Pursuant to Staff Accounting Bulletin 84 ("SAB 84") when an offering takes the
form of a subsidiary's direct sale of its un-issued shares, a gain or loss may
be required to be reflected in the consolidated income statements of the parent
for the difference between the per share price of the offering and the parent's
recorded per share book value. However, SAB 84 does not require a gain or loss
to be recognized in situations where the subsidiary is a newly formed
non-operating entity, a startup or development stage company or an entity whose
ability to continue in existence is in question. Due to the subsidiary being
newly formed and in the development stage, the Company has recognized no gain or
loss on the sale of the subsidiary's stock at June 30, 2000.
The Company intends to operate a broker dealer in order to provide funding and
other financial services for its customers. In May 2000, the Company
incorporated its subsidiary GPN Securities, Inc. The Company intends to develop
GPN Securities, Inc. as an in-house broker dealer. In July 2000, the Company
incorporated its subsidiary GoNow Securities, Inc. The Company intends to
utilize GoNow Securities, Inc. as an acquisition vehicle to purchase a broker
dealer. There has been no activity in either entity at June 30, 2000.

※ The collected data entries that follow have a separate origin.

use std::collections::HashSet;
use std::future::Future;
use std::io;
use std::net::{Ipv4Addr, SocketAddr};
use std::pin::Pin;
use std::sync::Arc;
use std::time::Duration;

use serde::Serialize;
use tokio::net::TcpSocket;
use tokio::sync::{Mutex, Semaphore};
use tokio::task::{JoinError, JoinSet};
use tokio::time::{self, Instant};
use tokio_util::sync::CancellationToken;
use tracing::{debug, info, warn};

use crate::error::{ScanError, ScanResult};
use crate::netdetect::{expand, ScanTarget};

/// Boxed future returned by a prober closure.
pub type ProbeFuture = Pin<Box<dyn Future<Output = ScanResult<Vec<u16>>> + Send>>;

/// cgminer/sgminer API port.
pub const DEFAULT_PORT: u16 = 4028;
/// Keeps large blocks from exhausting file descriptors.
pub const DEFAULT_CONCURRENCY: usize = 32_768;
pub const DEFAULT_PROBE_TIMEOUT: Duration = Duration::from_secs(2);

#[derive(Clone, Debug)]
pub struct ScanOptions {
    pub ports: Vec<u16>,
    /// Maximum number of probe tasks in flight. Values below 1 are raised to 1.
    pub concurrency: usize,
    /// Per connect attempt.
    pub timeout: Duration,
}

impl Default for ScanOptions {
    fn default() -> Self {
        Self {
            ports: vec![DEFAULT_PORT],
            concurrency: DEFAULT_CONCURRENCY,
            timeout: DEFAULT_PROBE_TIMEOUT,
        }
    }
}

/// Addresses (as strings) that accepted a connection on at least one port.
#[derive(Clone, Debug, Default, PartialEq, Eq)]
pub struct LiveHostSet(HashSet<String>);

impl LiveHostSet {
    pub fn contains(&self, ip: &str) -> bool {
        self.0.contains(ip)
    }

    pub fn len(&self) -> usize {
        self.0.len()
    }

    pub fn is_empty(&self) -> bool {
        self.0.is_empty()
    }

    pub fn iter(&self) -> impl Iterator<Item = &String> {
        self.0.iter()
    }

    /// Entries ordered by numeric address, for stable output.
    pub fn to_sorted_vec(&self) -> Vec<String> {
        let mut v: Vec<String> = self.0.iter().cloned().collect();
        v.sort_by_key(|s| s.parse::<Ipv4Addr>().map(u32::from).unwrap_or(u32::MAX));
        v
    }
}

impl<S: Into<String>> FromIterator<S> for LiveHostSet {
    fn from_iter<I: IntoIterator<Item = S>>(iter: I) -> Self {
        Self(iter.into_iter().map(Into::into).collect())
    }
}

impl IntoIterator for LiveHostSet {
    type Item = String;
    type IntoIter = std::collections::hash_set::IntoIter<String>;

    fn into_iter(self) -> Self::IntoIter {
        self.0.into_iter()
    }
}

/// Counters for one scan run.
#[derive(Serialize, Debug, Clone, Copy, Default, PartialEq, Eq)]
pub struct ScanStats {
    pub dispatched: u64,
    pub live: u64,
    pub failed: u64,
}

enum Outcome {
    Live,
    Silent,
    Failed,
}

impl ScanStats {
    fn record(&mut self, res: Result<Outcome, JoinError>) {
        match res {
            Ok(Outcome::Live) => self.live += 1,
            Ok(Outcome::Silent) => {}
            Ok(Outcome::Failed) => self.failed += 1,
            Err(e) => {
                warn!(error = %e, "probe task aborted");
                self.failed += 1;
            }
        }
    }
}

/// Try a timeout-bounded TCP connect to each port of `addr`.
///
/// Returns the ports that accepted. Refusals and timeouts simply leave the port
/// out. Failing to create a socket skips that port; it is reported as
/// [`ScanError::Resource`] only when no other port accepted. Accepted
/// connections are closed straight away without exchanging data.
pub async fn probe_host(addr: Ipv4Addr, ports: &[u16], timeout: Duration) -> ScanResult<Vec<u16>> {
    connect_ports(addr, ports, timeout, TcpSocket::new_v4).await
}

async fn connect_ports<S>(
    addr: Ipv4Addr,
    ports: &[u16],
    timeout: Duration,
    mut new_socket: S,
) -> ScanResult<Vec<u16>>
where
    S: FnMut() -> io::Result<TcpSocket>,
{
    let mut open = Vec::new();
    let mut resource_err = None;
    for &port in ports {
        let target = SocketAddr::from((addr, port));
        let socket = match new_socket() {
            Ok(s) => s,
            Err(source) => {
                debug!(%target, error = %source, "socket creation failed");
                resource_err.get_or_insert(ScanError::Resource { addr, source });
                continue;
            }
        };
        let start = Instant::now();
        match time::timeout(timeout, socket.connect(target)).await {
            Ok(Ok(stream)) => {
                drop(stream);
                debug!(%target, latency_ms = start.elapsed().as_millis() as u64, "port open");
                open.push(port);
            }
            Ok(Err(e)) => debug!(%target, error = %e, "connect failed"),
            Err(_) => debug!(%target, "connect timed out"),
        }
    }
    match resource_err {
        Some(e) if open.is_empty() => Err(e),
        _ => Ok(open),
    }
}

/// Fans probes out over every address of a target list.
///
/// Each call to a `scan*` method owns its own live-host set and admission
/// semaphore; one `Scanner` may run several scans concurrently.
#[derive(Clone, Debug, Default)]
pub struct Scanner {
    options: ScanOptions,
}

impl Scanner {
    pub fn new(options: ScanOptions) -> Self {
        Self { options }
    }

    pub fn options(&self) -> &ScanOptions {
        &self.options
    }

    /// Probe every address of `targets` and return the hosts that answered.
    pub async fn scan(&self, targets: &[ScanTarget]) -> LiveHostSet {
        self.scan_with_stats(targets).await.0
    }

    pub async fn scan_with_stats(&self, targets: &[ScanTarget]) -> (LiveHostSet, ScanStats) {
        self.run(targets, CancellationToken::new(), self.tcp_prober())
            .await
    }

    /// Like [`Scanner::scan`], but stops admitting new probes once `cancel`
    /// fires. Probes already running finish normally.
    pub async fn scan_with_cancel(
        &self,
        targets: &[ScanTarget],
        cancel: CancellationToken,
    ) -> (LiveHostSet, ScanStats) {
        self.run(targets, cancel, self.tcp_prober()).await
    }

    /// Run the scan with a custom prober in place of the TCP connect probe.
    pub async fn scan_with<F, Fut>(&self, targets: &[ScanTarget], prober: F) -> LiveHostSet
    where
        F: FnMut(Ipv4Addr) -> Fut,
        Fut: Future<Output = ScanResult<Vec<u16>>> + Send + 'static,
    {
        self.run(targets, CancellationToken::new(), prober).await.0
    }

    fn tcp_prober(&self) -> impl FnMut(Ipv4Addr) -> ProbeFuture {
        let ports: Arc<[u16]> = self.options.ports.clone().into();
        let timeout = self.options.timeout;
        move |ip| -> ProbeFuture {
            let ports = ports.clone();
            Box::pin(async move { probe_host(ip, &ports, timeout).await })
        }
    }

    async fn run<F, Fut>(
        &self,
        targets: &[ScanTarget],
        cancel: CancellationToken,
        mut prober: F,
    ) -> (LiveHostSet, ScanStats)
    where
        F: FnMut(Ipv4Addr) -> Fut,
        Fut: Future<Output = ScanResult<Vec<u16>>> + Send + 'static,
    {
        let started = Instant::now();
        let live = Arc::new(Mutex::new(HashSet::<String>::new()));
        let limit = self.options.concurrency.clamp(1, Semaphore::MAX_PERMITS);
        let sem = Arc::new(Semaphore::new(limit));
        let mut set = JoinSet::new();
        let mut stats = ScanStats::default();

        'targets: for target in targets {
            debug!(%target, addresses = target.len(), "expanding target");
            for ip in expand(target) {
                let permit = tokio::select! {
                    biased;
                    _ = cancel.cancelled() => break 'targets,
                    permit = sem.clone().acquire_owned() => match permit {
                        Ok(p) => p,
                        Err(_) => break 'targets,
                    },
                };

                // Reap finished tasks so a large block does not pile up results.
                while let Some(res) = set.try_join_next() {
                    stats.record(res);
                }

                let live = live.clone();
                let probe = prober(ip);
                stats.dispatched += 1;
                set.spawn(async move {
                    let _permit = permit; // held until the probe and its sockets are gone
                    match probe.await {
                        Ok(open) if !open.is_empty() => {
                            debug!(%ip, ?open, "host answered");
                            if live.lock().await.insert(ip.to_string()) {
                                Outcome::Live
                            } else {
                                Outcome::Silent
                            }
                        }
                        Ok(_) => Outcome::Silent,
                        Err(e) => {
                            warn!(%ip, error = %e, "probe failed");
                            Outcome::Failed
                        }
                    }
                });
            }
        }

        while let Some(res) = set.join_next().await {
            stats.record(res);
        }

        let hosts = std::mem::take(&mut *live.lock().await);
        info!(
            dispatched = stats.dispatched,
            live = stats.live,
            failed = stats.failed,
            elapsed_ms = started.elapsed().as_millis() as u64,
            "scan complete"
        );
        (LiveHostSet(hosts), stats)
    }
}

Principles of Consolidation
-----------------------------
The consolidated financial statements include the accounts of the Company and
GoBizNow.com; GPN Securities, Inc.; and GoNow Securities, Inc., which are all
majority owned and non-operating subsidiaries in the development stage. All
significant intercompany balances and transactions have been eliminated in
consolidation.
Risks and Uncertainties
-------------------------
The Company is a start-up company subject to the substantial business risks and
uncertainties inherent to such an entity, including the potential risk of
business failure.
The Company has a loss of $1,010,080 for six months ended June 30, 2000.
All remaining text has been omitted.